Canada | Ireland
Brie Larson, Jacob Tremblay, Joan Allen, William H. Macy, Sean Bridgers, Tom McCamus, Amanda Brugel, Joe Pingue, Megan Park, Cas Anvar, Wendy Crewson
Like any good mother, Ma (Brie Larson) dedicates herself to keeping Jack (Jacob Tremblay) happy and safe. Their life, however, is anything but typical, as they are trapped and confined to a windowless space that Ma has named Room. Ma has created a whole universe for Jack within Room, but as Jack's curiosity about their situation grows, and Ma's resilience reaches its breaking point, they enact a risky plan to escape, ultimately bringing them face-to-face with what may turn out to be the scariest thing yet: the real world.
This is one of the films I've been waiting for the most for two reasons: Lenny Abrahamson directed it, and it has been highly acclaimed. I guess it's not going to be easy to say something that hasn't already been said, but I'll try.

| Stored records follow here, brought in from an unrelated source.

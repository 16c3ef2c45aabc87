//! Pass-through stages that observe elements.
//!
//! A tap re-yields every element unchanged after handing a reference to an
//! [`Observer`]. Faults pass through unobserved.

use std::borrow::Cow;
use std::fmt::Debug;

use tracing::{Level, event};

use crate::error::Result;
use crate::seq::{IntoSeq, Seq};
use crate::stage::Stage;

/// Something that looks at each element flowing through a tap.
pub trait Observer<A> {
    /// Observes one element.
    fn observe(&mut self, item: &A);
}

impl<A, F> Observer<A> for F
where
    F: FnMut(&A),
{
    #[inline]
    fn observe(&mut self, item: &A) {
        self(item);
    }
}

/// Prints each element's `Debug` form on its own stdout line.
#[derive(Debug, Clone, Copy, Default)]
pub struct Print;

impl<A: Debug> Observer<A> for Print {
    fn observe(&mut self, item: &A) {
        println!("{item:?}");
    }
}

/// Emits a `tracing` debug event per element, tagged with a label.
#[derive(Debug, Clone)]
pub struct Trace {
    label: Cow<'static, str>,
}

impl<A: Debug> Observer<A> for Trace {
    fn observe(&mut self, item: &A) {
        event!(target: "lazypipe::tap", Level::DEBUG, label = %self.label, ?item, "element");
    }
}

/// Identity stage with a side effect.
///
/// Created by [`tap`], [`puts`] and [`trace`].
#[derive(Debug, Clone)]
pub struct Tap<O> {
    observer: O,
}

/// Returns a stage that hands each element to `observer` and re-yields it.
///
/// # Examples
///
/// ```rust
/// use lazypipe::prelude::*;
///
/// let mut seen = Vec::new();
/// let values = p!(
///     vec![1, 2, 3],
///     tap(|value: &i32| seen.push(*value)),
///     materialize(),
/// )
/// .unwrap();
/// assert_eq!(values, seen);
/// ```
pub const fn tap<O>(observer: O) -> Tap<O> {
    Tap { observer }
}

/// Returns a stage that prints each element to stdout as it passes.
///
/// Nothing is printed until the sequence is pulled; pair it with
/// [`drain`](crate::terminal::drain) to force the output.
pub const fn puts() -> Tap<Print> {
    tap(Print)
}

/// Returns a stage that logs each element as a `tracing` debug event with
/// target `lazypipe::tap`.
pub fn trace(label: impl Into<Cow<'static, str>>) -> Tap<Trace> {
    tap(Trace {
        label: label.into(),
    })
}

impl<S, O> Stage<S> for Tap<O>
where
    S: IntoSeq,
    O: Observer<S::Item>,
{
    type Output = Seq<Tapped<S::IntoSeq, O>>;

    fn apply(self, input: S) -> Result<Self::Output> {
        Ok(Seq::new(Tapped {
            inner: input.into_seq(),
            observer: self.observer,
        }))
    }
}

/// Lazy sequence produced by [`tap`], [`puts`] and [`trace`].
pub struct Tapped<I, O> {
    inner: I,
    observer: O,
}

impl<A, I, O> Iterator for Tapped<I, O>
where
    I: Iterator<Item = Result<A>>,
    O: Observer<A>,
{
    type Item = Result<A>;

    fn next(&mut self) -> Option<Self::Item> {
        let item = self.inner.next()?;
        if let Ok(value) = &item {
            self.observer.observe(value);
        }
        Some(item)
    }

    fn size_hint(&self) -> (usize, Option<usize>) {
        self.inner.size_hint()
    }
}

#[cfg(test)]
mod tests {
    use super::*;
    use crate::error::PipelineError;
    use crate::seq::seq;

    #[test]
    fn test_tap_observes_only_pulled_elements() {
        let mut observed = Vec::new();
        {
            let mut output = tap(|value: &u32| observed.push(*value))
                .apply(seq(10_u32..))
                .unwrap();
            assert_eq!(output.next().unwrap().unwrap(), 10);
            assert_eq!(output.next().unwrap().unwrap(), 11);
        }
        assert_eq!(observed, vec![10, 11]);
    }

    #[test]
    fn test_tap_skips_faults() {
        let mut count = 0;
        let items: Vec<Result<i32>> = vec![Ok(1), Err(PipelineError::EmptyReduction)];
        let output: Vec<Result<i32>> = tap(|_: &i32| count += 1)
            .apply(Seq::new(items.into_iter()))
            .unwrap()
            .collect();
        assert_eq!(output.len(), 2);
        assert_eq!(count, 1);
    }

    #[test]
    fn test_puts_passes_elements_through() {
        let output: Vec<&str> = puts()
            .apply(vec!["a", "b"])
            .unwrap()
            .map(Result::unwrap)
            .collect();
        assert_eq!(output, vec!["a", "b"]);
    }
}
//! # lazypipe
//!
//! Composable, lazy sequence-transformation stages and a composer that
//! chains them into one pipeline.
//!
//! ## Overview
//!
//! A pipeline starts from a source (any collection, range or iterator) and
//! runs it through stages, left to right. Lazy stages wrap their input and
//! do no work until elements are pulled; terminal stages pull everything.
//!
//! - **Sequences**: [`seq::Seq`], the lazy sequence every stage returns
//! - **Stages**: map, filter, dedupe, projection, unpacking and taps in
//!   [`combinators`]
//! - **Terminals**: [`terminal::materialize`], [`terminal::drain`]
//! - **Reduction**: [`aggregate::aggregate`], [`aggregate::aggregate_from`]
//!   and their fallible `try_` forms
//! - **Composition**: [`p!`] and [`compose::compose`]
//!
//! Faults travel inside the sequence and surface when the faulty element is
//! pulled; see [`PipelineError`].
//!
//! ## Feature Flags
//!
//! - `record`: projection stages and the [`record::Record`] trait
//! - `derive`: `#[derive(Record)]`
//! - `fxhash`: `FxHash` for the dedupe seen-set
//! - `full`: Enable all features
//!
//! ## Example
//!
//! ```rust
//! use lazypipe::prelude::*;
//!
//! let source = vec![Some(0), None, None, Some(1), Some(2), Some(3), Some(4),
//!                   Some(5), Some(6), Some(7), Some(8), Some(9)];
//! let result = p!(
//!     source,
//!     exclude_none(),
//!     keep(|value: &i32| value % 2 == 0),
//!     apply(|value: i32| value * 2),
//!     materialize(),
//! )
//! .unwrap();
//! assert_eq!(result, vec![0, 4, 8, 12, 16]);
//! ```

#![forbid(unsafe_code)]
#![warn(missing_docs)]
#![warn(clippy::all)]
#![warn(clippy::pedantic)]
#![warn(clippy::nursery)]

// Lets `#[derive(Record)]` output resolve `::lazypipe` inside this crate.
#[cfg(feature = "derive")]
extern crate self as lazypipe;

/// Prelude module for convenient imports.
///
/// Re-exports the stage factories, the [`Stage`](crate::stage::Stage)
/// trait and the [`p!`] macro.
///
/// # Usage
///
/// ```rust
/// use lazypipe::prelude::*;
/// ```
pub mod prelude {
    pub use crate::aggregate::{aggregate, aggregate_from, try_aggregate, try_aggregate_from};
    pub use crate::combinators::*;
    pub use crate::error::PipelineError;
    pub use crate::p;
    pub use crate::seq::{IntoSeq, Seq, seq};
    pub use crate::stage::{Stage, boxed};
    pub use crate::terminal::{drain, materialize};

    #[cfg(feature = "record")]
    pub use crate::Record;
}

pub mod aggregate;
pub mod combinators;
pub mod compose;
mod error;
#[cfg(feature = "record")]
pub mod record;
pub mod seq;
pub mod stage;
pub mod terminal;

pub use error::{PipelineError, Result};

#[cfg(feature = "record")]
pub use record::Record;

#[cfg(feature = "derive")]
pub use lazypipe_derive::Record;

#[cfg(feature = "record")]
#[doc(hidden)]
pub mod __private {
    pub use serde::Serialize;
}
//! The `p!` macro: the pipeline composer.
//!
//! `p!` folds a source through stages from left to right, applying each
//! stage to the running value with [`Stage::apply`](crate::stage::Stage::apply).

/// Runs a source through a series of stages from left to right.
///
/// `p!(x, f, g, h)` applies `f` to `x`, `g` to that result and `h` to the
/// next, returning `Ok` of the final value. This is a left fold over
/// application, not composition of the stage functions: each stage sees the
/// running value as its single argument.
///
/// # Syntax
///
/// - `p!(x)` - Returns `Ok(x)` with `x` untouched
/// - `p!(x, f)` - Returns `f` applied to `x`
/// - `p!(x, f, g, ...)` - Applies `f`, then `g`, and so on
/// - `p!()` - Rejected at compile time: a pipeline needs a source
///
/// The source may be anything implementing
/// [`IntoSeq`](crate::seq::IntoSeq): an owned `Vec`, array or `VecDeque`, a
/// range, or the lazy output of another pipeline. Slices and borrowing
/// iterators such as `items.iter()` are not `IntoSeq`; lift them with
/// [`seq`](crate::seq::seq) first, as in `p!(seq(items.iter()), ...)`.
///
/// # Errors
///
/// Stops at the first stage that fails and returns its
/// [`PipelineError`](crate::PipelineError); later stages are not applied.
/// Lazy stages never fail when applied, so faults inside elements only
/// surface where the sequence is pulled (for example in
/// [`materialize`](crate::terminal::materialize)).
///
/// # Examples
///
/// ## A lazy pipeline, forced at the end
///
/// ```
/// use lazypipe::prelude::*;
///
/// let source = vec![Some(0), None, None, Some(1), Some(2), Some(3), Some(4)];
/// let result = p!(
///     source,
///     exclude_none(),
///     keep(|value: &i32| value % 2 == 0),
///     apply(|value: i32| value * 2),
///     materialize(),
/// );
/// assert_eq!(result.unwrap(), vec![0, 4, 8]);
/// ```
///
/// ## Source only
///
/// ```
/// use lazypipe::p;
///
/// let source = vec![1, 2, 3];
/// assert_eq!(p!(source).unwrap(), vec![1, 2, 3]);
/// ```
///
/// ## Any callable is a stage
///
/// ```
/// use lazypipe::p;
///
/// fn to_string(value: i32) -> String { value.to_string() }
/// fn length(text: String) -> usize { text.len() }
///
/// assert_eq!(p!(12345, to_string, length).unwrap(), 5);
/// ```
///
/// ## Borrowed sources
///
/// ```
/// use lazypipe::prelude::*;
///
/// let names = vec!["ada".to_owned(), "grace".to_owned()];
/// let lengths = p!(seq(names.iter()), apply(|name: &String| name.len()), materialize());
/// assert_eq!(lengths.unwrap(), vec![3, 5]);
/// assert_eq!(names.len(), 2);
/// ```
///
/// ## No entries
///
/// ```compile_fail
/// use lazypipe::p;
///
/// let nothing = p!();
/// ```
#[macro_export]
macro_rules! p {
    () => {
        ::core::compile_error!("p! needs at least a source entry")
    };

    // Source only: return it untouched
    ($source:expr $(,)?) => {
        ::core::result::Result::<_, $crate::PipelineError>::Ok($source)
    };

    // Source and stages: fold left to right, stopping at the first fault
    ($source:expr, $($stage:expr),+ $(,)?) => {
        'pipeline: {
            let current = $source;
            $(
                let current = match $crate::stage::Stage::apply($stage, current) {
                    ::core::result::Result::Ok(next) => next,
                    ::core::result::Result::Err(fault) => {
                        break 'pipeline ::core::result::Result::Err(fault)
                    }
                };
            )+
            ::core::result::Result::<_, $crate::PipelineError>::Ok(current)
        }
    };
}

#[cfg(test)]
mod tests {
    use crate::PipelineError;
    use crate::aggregate::aggregate;
    use crate::combinators::{apply, keep};
    use crate::seq::seq;
    use crate::terminal::materialize;

    #[test]
    fn test_p_source_only() {
        let result = p!(42);
        assert_eq!(result.unwrap(), 42);
    }

    #[test]
    fn test_p_single_stage() {
        let double = |value: i32| value * 2;
        assert_eq!(p!(5, double).unwrap(), 10);
    }

    #[test]
    fn test_p_applies_left_to_right() {
        let add_one = |value: i32| value + 1;
        let double = |value: i32| value * 2;
        // double(5) = 10, add_one(10) = 11
        assert_eq!(p!(5, double, add_one).unwrap(), 11);
    }

    #[test]
    fn test_p_stops_at_failing_stage() {
        let mut reached = false;
        let result = p!(
            Vec::<i32>::new(),
            aggregate(|acc: i32, value: i32| acc + value),
            |value: i32| {
                reached = true;
                value
            },
        );
        assert!(matches!(result, Err(PipelineError::EmptyReduction)));
        assert!(!reached);
    }

    #[test]
    fn test_p_mixes_stages_and_callables() {
        let result = p!(
            vec![1, 2, 3],
            apply(|value: i32| value * 3),
            materialize(),
            |values: Vec<i32>| values.into_iter().rev().collect::<Vec<_>>(),
        );
        assert_eq!(result.unwrap(), vec![9, 6, 3]);
    }

    #[test]
    fn test_p_borrowed_source_through_seq() {
        let values = [4, 7, 10];
        let result = p!(
            seq(values.iter()),
            keep(|value: &&i32| **value > 5),
            apply(|value: &i32| value * 2),
            materialize(),
        );
        assert_eq!(result.unwrap(), vec![14, 20]);
        assert_eq!(values.len(), 3);
    }
}
//! The pipeline composer.
//!
//! A pipeline is a source followed by stages. Composition is a left fold
//! over *application*: the source is handed to the first stage, its result
//! to the second, and so on.
//!
//! ```text
//! p!(x, f, g, h) = h(g(f(x)))
//! ```
//!
//! - [`p!`](crate::p!): stages written out in code; types may change at every step
//! - [`compose`]: stages held as data ([`Entry`] values sharing one type)
//!
//! # Laws
//!
//! - **Identity**: `p!(x) == Ok(x)` and `compose([Entry::source(x)]) == Ok(x)`
//! - **Sequencing**: `p!(x, f, g) == p!(p!(x, f)?, g)`

mod definition;
mod p_macro;

pub use definition::{BoxedStage, Entry, compose};

pub use crate::p;
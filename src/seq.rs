//! The lazy sequence abstraction shared by every stage.
//!
//! A lazy sequence is an iterator of `Result<T, PipelineError>`: elements are
//! produced on demand, in order, at most once each, and a fault travels
//! in-band as an `Err` item so that it surfaces exactly when the element that
//! caused it is pulled.
//!
//! - [`Seq`]: the wrapper every stage returns. It halts after the first fault.
//! - [`seq`]: lifts any iterable (finite or infinite) into a [`Seq`].
//! - [`IntoSeq`]: anything a pipeline can start from.
//!
//! # Examples
//!
//! ```rust
//! use lazypipe::seq::seq;
//!
//! let mut naturals = seq(0..);
//! assert_eq!(naturals.next().unwrap().unwrap(), 0);
//! assert_eq!(naturals.next().unwrap().unwrap(), 1);
//! ```

use std::collections::VecDeque;
use std::iter::FusedIterator;
use std::ops::{Range, RangeFrom, RangeInclusive};

use crate::error::Result;

/// A lazy sequence that stops after yielding its first fault.
///
/// Once an `Err` item has been pulled (or the underlying iterator is
/// exhausted), every further pull returns `None`. Consumption is one-shot:
/// a drained `Seq` cannot be replayed.
#[derive(Debug, Clone)]
pub struct Seq<I> {
    inner: I,
    halted: bool,
}

impl<I> Seq<I> {
    /// Wraps an iterator of results.
    pub const fn new(inner: I) -> Self {
        Self {
            inner,
            halted: false,
        }
    }

    /// Returns `true` once the sequence is exhausted or has faulted.
    pub const fn is_halted(&self) -> bool {
        self.halted
    }
}

impl<T, I> Seq<I>
where
    I: Iterator<Item = Result<T>>,
{
    /// Erases the concrete iterator type.
    ///
    /// Useful when stages are chosen at runtime, see
    /// [`compose`](crate::compose::compose).
    pub fn boxed<'a>(self) -> BoxedSeq<'a, T>
    where
        I: 'a,
    {
        let erased: Box<dyn Iterator<Item = Result<T>> + 'a> = Box::new(self);
        Seq::new(erased)
    }
}

impl<T, I> Iterator for Seq<I>
where
    I: Iterator<Item = Result<T>>,
{
    type Item = Result<T>;

    fn next(&mut self) -> Option<Self::Item> {
        if self.halted {
            return None;
        }
        let item = self.inner.next();
        if !matches!(item, Some(Ok(_))) {
            self.halted = true;
        }
        item
    }

    fn size_hint(&self) -> (usize, Option<usize>) {
        if self.halted {
            (0, Some(0))
        } else {
            // A fault can end the sequence early, so no lower bound holds.
            (0, self.inner.size_hint().1)
        }
    }
}

impl<T, I> FusedIterator for Seq<I> where I: Iterator<Item = Result<T>> {}

/// A type-erased lazy sequence.
pub type BoxedSeq<'a, T> = Seq<Box<dyn Iterator<Item = Result<T>> + 'a>>;

/// Lifts plain elements into `Ok` items.
#[derive(Debug, Clone)]
pub struct Lift<I> {
    inner: I,
}

impl<I: Iterator> Iterator for Lift<I> {
    type Item = Result<I::Item>;

    #[inline]
    fn next(&mut self) -> Option<Self::Item> {
        self.inner.next().map(Ok)
    }

    fn size_hint(&self) -> (usize, Option<usize>) {
        self.inner.size_hint()
    }
}

/// Wraps an arbitrary iterable into a lazy sequence.
///
/// Nothing is pulled from `iterable` until the returned sequence is.
///
/// # Examples
///
/// ```rust
/// use lazypipe::seq::seq;
///
/// let doubled: Vec<i32> = seq(vec![1, 2, 3])
///     .map(|item| item.map(|value| value * 2))
///     .collect::<Result<_, _>>()
///     .unwrap();
/// assert_eq!(doubled, vec![2, 4, 6]);
/// ```
pub fn seq<I: IntoIterator>(iterable: I) -> Seq<Lift<I::IntoIter>> {
    Seq::new(Lift {
        inner: iterable.into_iter(),
    })
}

/// Conversion into a lazy sequence.
///
/// Every stage accepts any `IntoSeq` as its input, which lets a pipeline
/// start from a collection, a range, or the output of another pipeline.
/// An existing [`Seq`] converts to itself and is never re-wrapped.
pub trait IntoSeq {
    /// The element type of the sequence.
    type Item;

    /// The lazy sequence produced.
    type IntoSeq: Iterator<Item = Result<Self::Item>>;

    /// Converts `self` into a lazy sequence.
    fn into_seq(self) -> Self::IntoSeq;
}

impl<T, I> IntoSeq for Seq<I>
where
    I: Iterator<Item = Result<T>>,
{
    type Item = T;
    type IntoSeq = Self;

    #[inline]
    fn into_seq(self) -> Self {
        self
    }
}

impl<I: Iterator> IntoSeq for Lift<I> {
    type Item = I::Item;
    type IntoSeq = Seq<Self>;

    fn into_seq(self) -> Self::IntoSeq {
        Seq::new(self)
    }
}

impl<T> IntoSeq for Vec<T> {
    type Item = T;
    type IntoSeq = Seq<Lift<std::vec::IntoIter<T>>>;

    fn into_seq(self) -> Self::IntoSeq {
        seq(self)
    }
}

impl<T, const N: usize> IntoSeq for [T; N] {
    type Item = T;
    type IntoSeq = Seq<Lift<std::array::IntoIter<T, N>>>;

    fn into_seq(self) -> Self::IntoSeq {
        seq(self)
    }
}

impl<T> IntoSeq for VecDeque<T> {
    type Item = T;
    type IntoSeq = Seq<Lift<std::collections::vec_deque::IntoIter<T>>>;

    fn into_seq(self) -> Self::IntoSeq {
        seq(self)
    }
}

macro_rules! impl_into_seq_for_range {
    ($($range:ident),+ $(,)?) => {
        $(
            impl<A> IntoSeq for $range<A>
            where
                $range<A>: Iterator<Item = A>,
            {
                type Item = A;
                type IntoSeq = Seq<Lift<Self>>;

                fn into_seq(self) -> Self::IntoSeq {
                    seq(self)
                }
            }
        )+
    };
}

impl_into_seq_for_range!(Range, RangeInclusive, RangeFrom);
//! Derive macro for lazypipe's named-field access.
//!
//! This crate provides the procedural macro that implements
//! `lazypipe::record::Record` for structs, which is what projection stages
//! (`project`, `kproject`) need to read fields by name.
//!
//! # Available Derive Macros
//!
//! - [`Record`]: Generates field lookup by name for a named struct
//!
//! # Example
//!
//! ```rust,ignore
//! use lazypipe::Record;
//!
//! #[derive(Record)]
//! struct Point {
//!     x: i32,
//!     y: i32,
//! }
//!
//! let point = Point { x: 10, y: 20 };
//! assert_eq!(point.field("x").unwrap(), 10);
//! ```

#![forbid(unsafe_code)]
#![warn(missing_docs)]
#![warn(clippy::all)]
#![warn(clippy::pedantic)]
#![warn(clippy::nursery)]

mod record;

use proc_macro::TokenStream;

/// Derive macro implementing `lazypipe::record::Record` for a struct.
///
/// Every named field becomes readable by its name. Field values are encoded
/// with `serde`, so each field type must implement `serde::Serialize`.
///
/// # Requirements
///
/// - The struct must be a named struct (not a tuple or unit struct)
/// - Every field that is not skipped must implement `serde::Serialize`
///
/// # Field Attributes
///
/// - `#[record(rename = "name")]`: expose the field under another name
/// - `#[record(skip)]`: hide the field from lookups
///
/// # Generated Code
///
/// ```rust,ignore
/// impl lazypipe::record::Record for StructName {
///     fn field(&self, name: &str) -> lazypipe::Result<lazypipe::record::Value> {
///         match name {
///             "foo" => lazypipe::record::encode_field(name, &self.foo),
///             _ => Err(lazypipe::PipelineError::missing_field::<Self>(name)),
///         }
///     }
/// }
/// ```
///
/// # Example
///
/// ```rust,ignore
/// use lazypipe::Record;
///
/// #[derive(Record)]
/// struct Account {
///     #[record(rename = "id")]
///     account_id: u64,
///     #[record(skip)]
///     secret: String,
/// }
///
/// let account = Account { account_id: 7, secret: "x".into() };
/// assert_eq!(account.field("id").unwrap(), 7);
/// assert!(account.field("secret").is_err());
/// ```
#[proc_macro_derive(Record, attributes(record))]
pub fn derive_record(input: TokenStream) -> TokenStream {
    record::derive_record_impl(input)
}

Filled with love, hurt and determination to live, "Room" is one of those films that get under your skin and take your breath away, and does not just tell a story, but makes you reflect on the ugliness of mankind.
I haven't read the book upon the film is based on yet, but having the novelist, Emma Donoghue, to write the screenplay was a smart choice, because nobody but her could have done justice to such a heartbreaking, yet heartwarming story.
The film consists of two apparently separated parts. The first part, somewhat claustrophobic, is set in a shabby room, where there are the whole lives of Jack and his mother. Nothing but extraordinary, this part tells the boundless love between a mother and her son, a deep bond made even deeper by the ugly circumstances. The second part is the after. It tells the psychological effect of the imprisonment, and shows the protagonist, Ma, with her fears, her neurosis and the difficulty to deal with the real world, which is even more scary than room.
The van scene, without any doubt one of the most emotional in recent films, is so strong, and filled with tension, hope and fear to make you hold your breath. The credits go to the point of view, Jack's, unaware both of evil and good, the spectacular direction and a screenplay that hardly could have been better.
"Room" is hard to watch at some points, especially because the horrors have happened in real life, but some other points, the funny, lighthearted ones, balance the film, and take part in the making one of the best films of the year.
As for the acting, only one word can describe it: astonishing. Brie Larson gives the performance of her lifetime, showing so many layers of Ma that it's impossible not to care about her, or about her son, and adds so much emotional depth to her character as she superbly shows the psychological damage of those seven long years held captive. Needless to say she proves she can do dramatic roles. Stealing the show, however, is 9-year-old Jacob Tremblay, who couldn't have played the role of Jack any better. He brought so much depth and emotions in the character that leaves you speechless. It's hard to believe he didn't get an Oscar nomination.
Now that you are done reading, I suggest you watch this film. It is unsettling, of course it is, but it is equally powerful.
You're gonna love it. - What? - The world.